I added the "Diva of Disgruntled" tagline to my blog many months ago. I was discussing my problems with Kaiser with a friend, and I was miserable because people who try to complain about what corporations have done to them are always labeled "disgruntled". I finally decided that instead of letting people who didn't understand the situation label me, I would just own the label myself. If disgruntled means unhappy with what has occured, I can't deny being disgruntled.

When the current problems started, I could have easily edited my blog - removed the Diva of Disgruntled tagline, and edited out everything I've done that might give a bad impression. However, if I started trying to hide and destroy the evidence, that would make me guilty of the same things I have accused Kaiser of.

So instead, I've left everything as is, and I just have to hope that people will look at the timeline carefully and will ask me questions if they are confused by anything.

I will say that the press has not shown a willingness to make retractions when they get something factually wrong, and that Kaiser has a vested interest in trying to confuse people so I will look more like someone who was disgruntled at the point when I lost my job - they are hoping people will just assume I stole patient data because as long as people are focused on me, it deflects attention from what Kaiser did.

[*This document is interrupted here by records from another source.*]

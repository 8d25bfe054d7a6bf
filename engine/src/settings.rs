//! Settings loading for the voteflow services.
//!
//! Each binary merges, in order of increasing precedence: built-in defaults,
//! an optional TOML file, environment variables (prefix `VF`, `__`
//! separator), and command-line options exposed as a [`config::Source`].

use std::collections::HashMap;

use config::{
	builder::DefaultState, Config, ConfigBuilder, ConfigError, Environment, File, Map, Source,
	Value,
};
use serde::{de::DeserializeOwned, Deserialize};

pub trait VfSettings: DeserializeOwned + Sized {
	type CommandLineOptions: Source + Send + Sync + Clone + 'static;

	fn set_defaults(
		config_builder: ConfigBuilder<DefaultState>,
	) -> Result<ConfigBuilder<DefaultState>, ConfigError>;

	fn validate_settings(&self) -> Result<(), ConfigError> {
		Ok(())
	}

	fn load(
		config_path: Option<&str>,
		opts: Self::CommandLineOptions,
	) -> Result<Self, ConfigError> {
		let mut builder = Self::set_defaults(Config::builder())?;
		if let Some(path) = config_path {
			builder = builder.add_source(File::with_name(path));
		}
		let settings: Self = builder
			.add_source(Environment::with_prefix("VF").separator("__"))
			.add_source(opts)
			.build()?
			.try_deserialize()?;
		settings.validate_settings()?;
		Ok(settings)
	}
}

/// Copies a `Some` command-line value into the config map under `key`.
pub fn insert_command_line_option<T: Into<Value> + Clone>(
	map: &mut HashMap<String, Value>,
	key: &str,
	option: &Option<T>,
) {
	if let Some(value) = option {
		map.insert(key.to_string(), value.clone().into());
	}
}

#[derive(Debug, Deserialize, Clone)]
pub struct HealthCheck {
	pub hostname: String,
	pub port: u16,
}

#[derive(Debug, Deserialize, Clone)]
pub struct Endpoint {
	pub endpoint: String,
}

#[derive(Debug, Deserialize, Clone, Copy)]
pub struct CircuitSettings {
	pub failure_threshold: u32,
	pub timeout_seconds: u64,
	pub success_threshold: u32,
}

impl From<CircuitSettings> for vf_utilities::CircuitBreakerConfig {
	fn from(settings: CircuitSettings) -> Self {
		Self {
			failure_threshold: settings.failure_threshold,
			timeout: std::time::Duration::from_secs(settings.timeout_seconds),
			success_threshold: settings.success_threshold,
		}
	}
}

#[derive(Debug, Deserialize, Clone, Copy)]
pub struct QueueSettings {
	pub max_size: usize,
	pub retry_base_seconds: u64,
	pub retry_max_seconds: u64,
}

#[derive(Debug, Deserialize, Clone, Copy)]
pub struct CacheSettings {
	pub max_size: usize,
	pub default_ttl_seconds: u64,
}

fn circuit_defaults(
	builder: ConfigBuilder<DefaultState>,
) -> Result<ConfigBuilder<DefaultState>, ConfigError> {
	builder
		.set_default("circuit.failure_threshold", 5)?
		.set_default("circuit.timeout_seconds", 60)?
		.set_default("circuit.success_threshold", 3)
}

// ======= Station =======

#[derive(Debug, Deserialize, Clone)]
pub struct StationSection {
	pub id: String,
	pub port: u16,
	pub data_dir: String,
	pub retry_interval_seconds: u64,
}

#[derive(Debug, Deserialize, Clone)]
pub struct RegionSection {
	pub id: String,
}

#[derive(Debug, Deserialize, Clone)]
pub struct StationSettings {
	pub station: StationSection,
	pub region: RegionSection,
	pub center: Endpoint,
	pub health_check: Option<HealthCheck>,
}

#[derive(clap::Parser, Debug, Clone, Default)]
pub struct StationOptions {
	#[clap(short = 'c', long = "config-path")]
	pub config_path: Option<String>,
	#[clap(long = "station.id")]
	station_id: Option<String>,
	#[clap(long = "station.port")]
	station_port: Option<u16>,
	#[clap(long = "station.data_dir")]
	station_data_dir: Option<String>,
	#[clap(long = "center.endpoint")]
	center_endpoint: Option<String>,
}

impl Source for StationOptions {
	fn clone_into_box(&self) -> Box<dyn Source + Send + Sync> {
		Box::new((*self).clone())
	}

	fn collect(&self) -> Result<Map<String, Value>, ConfigError> {
		let mut map: HashMap<String, Value> = HashMap::new();
		insert_command_line_option(&mut map, "station.id", &self.station_id);
		insert_command_line_option(
			&mut map,
			"station.port",
			&self.station_port.map(|port| port as i64),
		);
		insert_command_line_option(&mut map, "station.data_dir", &self.station_data_dir);
		insert_command_line_option(&mut map, "center.endpoint", &self.center_endpoint);
		Ok(map)
	}
}

impl VfSettings for StationSettings {
	type CommandLineOptions = StationOptions;

	fn set_defaults(
		builder: ConfigBuilder<DefaultState>,
	) -> Result<ConfigBuilder<DefaultState>, ConfigError> {
		builder
			.set_default("station.id", "Station01")?
			.set_default("station.port", 9810)?
			.set_default("station.data_dir", "./data/station")?
			.set_default("station.retry_interval_seconds", 30)?
			.set_default("region.id", "Region01")?
			.set_default("center.endpoint", "http://127.0.0.1:9820")
	}

	fn validate_settings(&self) -> Result<(), ConfigError> {
		if self.station.id.is_empty() {
			return Err(ConfigError::Message("station.id must not be empty".to_string()));
		}
		Ok(())
	}
}

// ======= Receiver =======

#[derive(Debug, Deserialize, Clone)]
pub struct ReceiverSection {
	pub port: u16,
	pub data_dir: String,
	pub sweep_interval_seconds: u64,
	/// When set, consolidation goes through the broker instead of straight
	/// to the central server.
	pub use_broker: bool,
}

#[derive(Debug, Deserialize, Clone)]
pub struct ReceiverSettings {
	pub receiver: ReceiverSection,
	pub central: Endpoint,
	pub broker: Endpoint,
	pub health_check: Option<HealthCheck>,
}

#[derive(clap::Parser, Debug, Clone, Default)]
pub struct ReceiverOptions {
	#[clap(short = 'c', long = "config-path")]
	pub config_path: Option<String>,
	#[clap(long = "receiver.port")]
	receiver_port: Option<u16>,
	#[clap(long = "receiver.data_dir")]
	receiver_data_dir: Option<String>,
	#[clap(long = "receiver.use_broker")]
	receiver_use_broker: Option<bool>,
	#[clap(long = "central.endpoint")]
	central_endpoint: Option<String>,
	#[clap(long = "broker.endpoint")]
	broker_endpoint: Option<String>,
}

impl Source for ReceiverOptions {
	fn clone_into_box(&self) -> Box<dyn Source + Send + Sync> {
		Box::new((*self).clone())
	}

	fn collect(&self) -> Result<Map<String, Value>, ConfigError> {
		let mut map: HashMap<String, Value> = HashMap::new();
		insert_command_line_option(
			&mut map,
			"receiver.port",
			&self.receiver_port.map(|port| port as i64),
		);
		insert_command_line_option(&mut map, "receiver.data_dir", &self.receiver_data_dir);
		insert_command_line_option(&mut map, "receiver.use_broker", &self.receiver_use_broker);
		insert_command_line_option(&mut map, "central.endpoint", &self.central_endpoint);
		insert_command_line_option(&mut map, "broker.endpoint", &self.broker_endpoint);
		Ok(map)
	}
}

impl VfSettings for ReceiverSettings {
	type CommandLineOptions = ReceiverOptions;

	fn set_defaults(
		builder: ConfigBuilder<DefaultState>,
	) -> Result<ConfigBuilder<DefaultState>, ConfigError> {
		builder
			.set_default("receiver.port", 9820)?
			.set_default("receiver.data_dir", "./data/receiver")?
			.set_default("receiver.sweep_interval_seconds", 60)?
			.set_default("receiver.use_broker", false)?
			.set_default("central.endpoint", "http://127.0.0.1:9840")?
			.set_default("broker.endpoint", "http://127.0.0.1:9830")
	}
}

// ======= Broker =======

#[derive(Debug, Deserialize, Clone)]
pub struct BrokerSection {
	pub port: u16,
	pub data_dir: String,
}

#[derive(Debug, Deserialize, Clone)]
pub struct BrokerSettings {
	pub broker: BrokerSection,
	pub queue: QueueSettings,
	pub circuit: CircuitSettings,
	pub central: Endpoint,
	pub health_check: Option<HealthCheck>,
}

#[derive(clap::Parser, Debug, Clone, Default)]
pub struct BrokerOptions {
	#[clap(short = 'c', long = "config-path")]
	pub config_path: Option<String>,
	#[clap(long = "broker.port")]
	broker_port: Option<u16>,
	#[clap(long = "broker.data_dir")]
	broker_data_dir: Option<String>,
	#[clap(long = "queue.max_size")]
	queue_max_size: Option<i64>,
	#[clap(long = "central.endpoint")]
	central_endpoint: Option<String>,
}

impl Source for BrokerOptions {
	fn clone_into_box(&self) -> Box<dyn Source + Send + Sync> {
		Box::new((*self).clone())
	}

	fn collect(&self) -> Result<Map<String, Value>, ConfigError> {
		let mut map: HashMap<String, Value> = HashMap::new();
		insert_command_line_option(
			&mut map,
			"broker.port",
			&self.broker_port.map(|port| port as i64),
		);
		insert_command_line_option(&mut map, "broker.data_dir", &self.broker_data_dir);
		insert_command_line_option(&mut map, "queue.max_size", &self.queue_max_size);
		insert_command_line_option(&mut map, "central.endpoint", &self.central_endpoint);
		Ok(map)
	}
}

impl VfSettings for BrokerSettings {
	type CommandLineOptions = BrokerOptions;

	fn set_defaults(
		builder: ConfigBuilder<DefaultState>,
	) -> Result<ConfigBuilder<DefaultState>, ConfigError> {
		circuit_defaults(builder)?
			.set_default("broker.port", 9830)?
			.set_default("broker.data_dir", "./data/broker")?
			.set_default("queue.max_size", 10_000)?
			.set_default("queue.retry_base_seconds", 30)?
			.set_default("queue.retry_max_seconds", 300)?
			.set_default("central.endpoint", "http://127.0.0.1:9840")
	}
}

// ======= Central =======

#[derive(Debug, Deserialize, Clone)]
pub struct CentralSection {
	pub port: u16,
	pub data_dir: String,
}

#[derive(Debug, Deserialize, Clone)]
pub struct CentralSettings {
	pub central: CentralSection,
	pub database: Endpoint,
	pub health_check: Option<HealthCheck>,
}

#[derive(clap::Parser, Debug, Clone, Default)]
pub struct CentralOptions {
	#[clap(short = 'c', long = "config-path")]
	pub config_path: Option<String>,
	#[clap(long = "central.port")]
	central_port: Option<u16>,
	#[clap(long = "central.data_dir")]
	central_data_dir: Option<String>,
	#[clap(long = "database.endpoint")]
	database_endpoint: Option<String>,
}

impl Source for CentralOptions {
	fn clone_into_box(&self) -> Box<dyn Source + Send + Sync> {
		Box::new((*self).clone())
	}

	fn collect(&self) -> Result<Map<String, Value>, ConfigError> {
		let mut map: HashMap<String, Value> = HashMap::new();
		insert_command_line_option(
			&mut map,
			"central.port",
			&self.central_port.map(|port| port as i64),
		);
		insert_command_line_option(&mut map, "central.data_dir", &self.central_data_dir);
		insert_command_line_option(&mut map, "database.endpoint", &self.database_endpoint);
		Ok(map)
	}
}

impl VfSettings for CentralSettings {
	type CommandLineOptions = CentralOptions;

	fn set_defaults(
		builder: ConfigBuilder<DefaultState>,
	) -> Result<ConfigBuilder<DefaultState>, ConfigError> {
		builder
			.set_default("central.port", 9840)?
			.set_default("central.data_dir", "./data/central")?
			.set_default("database.endpoint", "http://127.0.0.1:9850")
	}
}

// ======= DBProxy =======

#[derive(Debug, Deserialize, Clone)]
pub struct DbProxySection {
	pub port: u16,
	pub data_dir: String,
	pub recovery_timeout_seconds: u64,
}

#[derive(Debug, Deserialize, Clone)]
pub struct DbProxySettings {
	pub database: DbProxySection,
	pub circuit: CircuitSettings,
	pub cache: CacheSettings,
	pub health_check: Option<HealthCheck>,
}

#[derive(clap::Parser, Debug, Clone, Default)]
pub struct DbProxyOptions {
	#[clap(short = 'c', long = "config-path")]
	pub config_path: Option<String>,
	#[clap(long = "database.port")]
	database_port: Option<u16>,
	#[clap(long = "database.data_dir")]
	database_data_dir: Option<String>,
	#[clap(long = "cache.default_ttl_seconds")]
	cache_default_ttl_seconds: Option<i64>,
}

impl Source for DbProxyOptions {
	fn clone_into_box(&self) -> Box<dyn Source + Send + Sync> {
		Box::new((*self).clone())
	}

	fn collect(&self) -> Result<Map<String, Value>, ConfigError> {
		let mut map: HashMap<String, Value> = HashMap::new();
		insert_command_line_option(
			&mut map,
			"database.port",
			&self.database_port.map(|port| port as i64),
		);
		insert_command_line_option(&mut map, "database.data_dir", &self.database_data_dir);
		insert_command_line_option(
			&mut map,
			"cache.default_ttl_seconds",
			&self.cache_default_ttl_seconds,
		);
		Ok(map)
	}
}

impl VfSettings for DbProxySettings {
	type CommandLineOptions = DbProxyOptions;

	fn set_defaults(
		builder: ConfigBuilder<DefaultState>,
	) -> Result<ConfigBuilder<DefaultState>, ConfigError> {
		circuit_defaults(builder)?
			.set_default("database.port", 9850)?
			.set_default("database.data_dir", "./data/dbproxy")?
			.set_default("database.recovery_timeout_seconds", 30)?
			.set_default("cache.max_size", 10_000)?
			.set_default("cache.default_ttl_seconds", 60)
	}
}

#[cfg(test)]
mod tests {
	use super::*;
	use clap::Parser;

	#[test]
	fn defaults_deserialize_for_every_service() {
		StationSettings::load(None, StationOptions::default()).unwrap();
		ReceiverSettings::load(None, ReceiverOptions::default()).unwrap();
		BrokerSettings::load(None, BrokerOptions::default()).unwrap();
		CentralSettings::load(None, CentralOptions::default()).unwrap();
		DbProxySettings::load(None, DbProxyOptions::default()).unwrap();
	}

	#[test]
	fn command_line_options_override_defaults() {
		let opts = StationOptions::parse_from([
			"vf-station",
			"--station.id",
			"Station07",
			"--center.endpoint",
			"http://10.0.0.7:9820",
		]);
		let settings = StationSettings::load(None, opts).unwrap();
		assert_eq!(settings.station.id, "Station07");
		assert_eq!(settings.center.endpoint, "http://10.0.0.7:9820");
		// Untouched keys keep their defaults.
		assert_eq!(settings.station.retry_interval_seconds, 30);
	}

	#[test]
	fn broker_defaults_match_the_published_limits() {
		let settings = BrokerSettings::load(None, BrokerOptions::default()).unwrap();
		assert_eq!(settings.queue.max_size, 10_000);
		assert_eq!(settings.queue.retry_base_seconds, 30);
		assert_eq!(settings.queue.retry_max_seconds, 300);
		assert_eq!(settings.circuit.failure_threshold, 5);
		assert_eq!(settings.circuit.timeout_seconds, 60);
		assert_eq!(settings.circuit.success_threshold, 3);
	}

	#[test]
	fn settings_file_overrides_defaults() {
		let dir = tempfile::tempdir().unwrap();
		let path = dir.path().join("Receiver.toml");
		std::fs::write(
			&path,
			"[receiver]\nport = 19820\nuse_broker = true\n",
		)
		.unwrap();
		let settings =
			ReceiverSettings::load(Some(path.to_str().unwrap()), ReceiverOptions::default())
				.unwrap();
		assert_eq!(settings.receiver.port, 19820);
		assert!(settings.receiver.use_broker);
		assert_eq!(settings.central.endpoint, "http://127.0.0.1:9840");
	}
}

One thing that has confused me here is that Kaiser has continued to push their story despite the fact their lawyers have seen my evidence. As an
"Employer's lawyer", I'm curious as to whether lawyers have a duty to instruct their clients not to use their PR dept. to promulgate a lie once the facts are on the table.

Ps. I also used to sign my blog entries "Be the Swirl" because Cliff Dodd, the CIO of Kaiser used to dismiss problems as Swirl. I stopped doing that because now I get mostly non-Kaiser visitors reading my blog, and they wouldn't get it.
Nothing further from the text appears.